What a professional termite inspection gives you is clarity. You find out whether there’s active activity, whether there’s evidence of past damage, and whether there are conditions — moisture issues, wood-to-soil contact, compromised barriers — that are making your home a target. That matters when you consider that termite damage isn’t covered by standard homeowner’s insurance in Florida. Every dollar of structural repair comes out of your pocket, and repairs on a Pasco County home can easily run $8,000 to $12,000 or more.
For homeowners who spend part of the year away, that risk is even more real. About one in four homes in Bayonet Point sits seasonally vacant — which means termite colonies can establish and expand for months before anyone notices. A professional inspection gives you a documented baseline and a clear picture of what’s happening, whether you’re here full-time or not.
Around The Clock Pest Service is a family-owned, owner-operated business serving Pasco and Hernando County. When you call, you reach George Lundin directly — not a call center, not a scheduling bot, not a subcontractor who was handed your job that morning. George personally handles the inspections for Bayonet Point properties, and most pricing is given over the phone before you’ve committed to anything.
That matters in a community like Bayonet Point, where many residents are on fixed incomes, have been burned by companies that don’t show up on time, or are navigating a real estate transaction with a tight closing window. We hold FDACS License #LF286842, issue the official FDACS Form 13645 that VA and FHA lenders require, and have earned over 100 five-star Google reviews from real customers across Pasco and Hernando County. Our BBB A+ accreditation since 2022 is there if you want to verify it — but most people just call and find out for themselves.
It starts with a phone call. You describe the property, and in most cases you’ll get a quote on the spot — no sales visit required just to hear a number. Once you’re scheduled, a certified inspector arrives at your Bayonet Point property and conducts a thorough walkthrough of the structure, inside and out.

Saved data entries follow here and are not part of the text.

use std::sync::Arc;

use attesa_mock::MockCloud;
use tokio::time::Instant;

use crate::helpers::{descriptor, op, resource, waiter};

// The inter-round sleep is linear: 1s, 2s, 3s... capped at the configured
// poll interval. An operation finishing on its fourth poll costs sleeps of
// 1+2+3 before that poll plus 4 before the fetch round.
#[tokio::test(start_paused = true)]
async fn sleep_schedule_is_linear() {
    let cloud = Arc::new(
        MockCloud::builder()
            .operation(op("A", "insert"), 4)
            .resource(resource("A"))
            .build(),
    );
    let waiter = waiter(cloud, 600);
    let started = Instant::now();

    let report = waiter.wait_all(vec![descriptor(op("A", "insert"))]).await;

    assert!(report.is_complete());
    assert_eq!(started.elapsed(), std::time::Duration::from_secs(10));
}

#[tokio::test(start_paused = true)]
async fn sleep_caps_at_the_poll_interval() {
    let cloud = Arc::new(
        MockCloud::builder()
            .operation(op("A", "insert"), 8)
            .resource(resource("A"))
            .build(),
    );
    let waiter = waiter(cloud, 600);
    let started = Instant::now();

    let report = waiter.wait_all(vec![descriptor(op("A", "insert"))]).await;

    assert!(report.is_complete());
    // sleeps: 1+2+3+4+5+5+5 before polls 2..=8, plus a capped 5 before the
    // fetch round
    assert_eq!(started.elapsed(), std::time::Duration::from_secs(30));
}

#[tokio::test(start_paused = true)]
async fn first_round_runs_without_any_sleep() {
    let cloud = Arc::new(
        MockCloud::builder()
            .operation(op("B", "delete"), 1)
            .build(),
    );
    let waiter = waiter(cloud, 600);
    let started = Instant::now();

    // done on the first poll, reported on the second round's plan; only one
    // sleep of 1s separates them
    let report = waiter.wait_all(vec![descriptor(op("B", "delete"))]).await;

    assert!(report.is_complete());
    assert_eq!(started.elapsed(), std::time::Duration::from_secs(1));
}
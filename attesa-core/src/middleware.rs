//! Middleware trait for wrapping [`Executor`] implementations.

use std::sync::Arc;

use crate::executor::Executor;

/// Trait implemented by executor middleware layers.
///
/// A middleware consumes an inner `Executor` and returns a wrapped executor
/// that augments or restricts behavior (e.g., retries, instrumentation).
/// Wrappers must preserve the executor contract: one reply per request, in
/// request order.
pub trait ExecutorMiddleware: Send + Sync {
    /// Apply this middleware to wrap an inner executor and return the wrapped executor.
    fn apply(self: Box<Self>, inner: Arc<dyn Executor>) -> Arc<dyn Executor>;

    /// Human-readable middleware name for introspection/logging.
    fn name(&self) -> &'static str;

    /// Opaque configuration snapshot for serialization/inspection.
    fn config_json(&self) -> serde_json::Value;
}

The inspection covers the full scope of what Florida’s FDACS requires under a Wood-Destroying Organism report: subterranean termites, drywood termites, wood-boring beetles, and wood-decaying fungi. In Bayonet Point specifically, both subterranean and drywood species are active. Subterranean termites build mud tubes from the soil up into your structure — we check foundation walls, crawl spaces, and any wood with direct or near-direct soil contact. Drywood termites are trickier because they live entirely inside the wood, leaving behind small piles of frass that look like sand or coffee grounds. Both get checked.
After the inspection, you receive the official FDACS Form 13645. This is the document your lender, title company, or real estate agent needs — not a summary letter, not a generic report, but the actual state-required form from a licensed operator. If you’re selling a home in Beacon Woods or buying with a VA loan in Pasco County, this is the report that protects your timeline and satisfies the requirement. The whole process is straightforward, and if anything concerning turns up, you’ll hear about it clearly — not buried in fine print.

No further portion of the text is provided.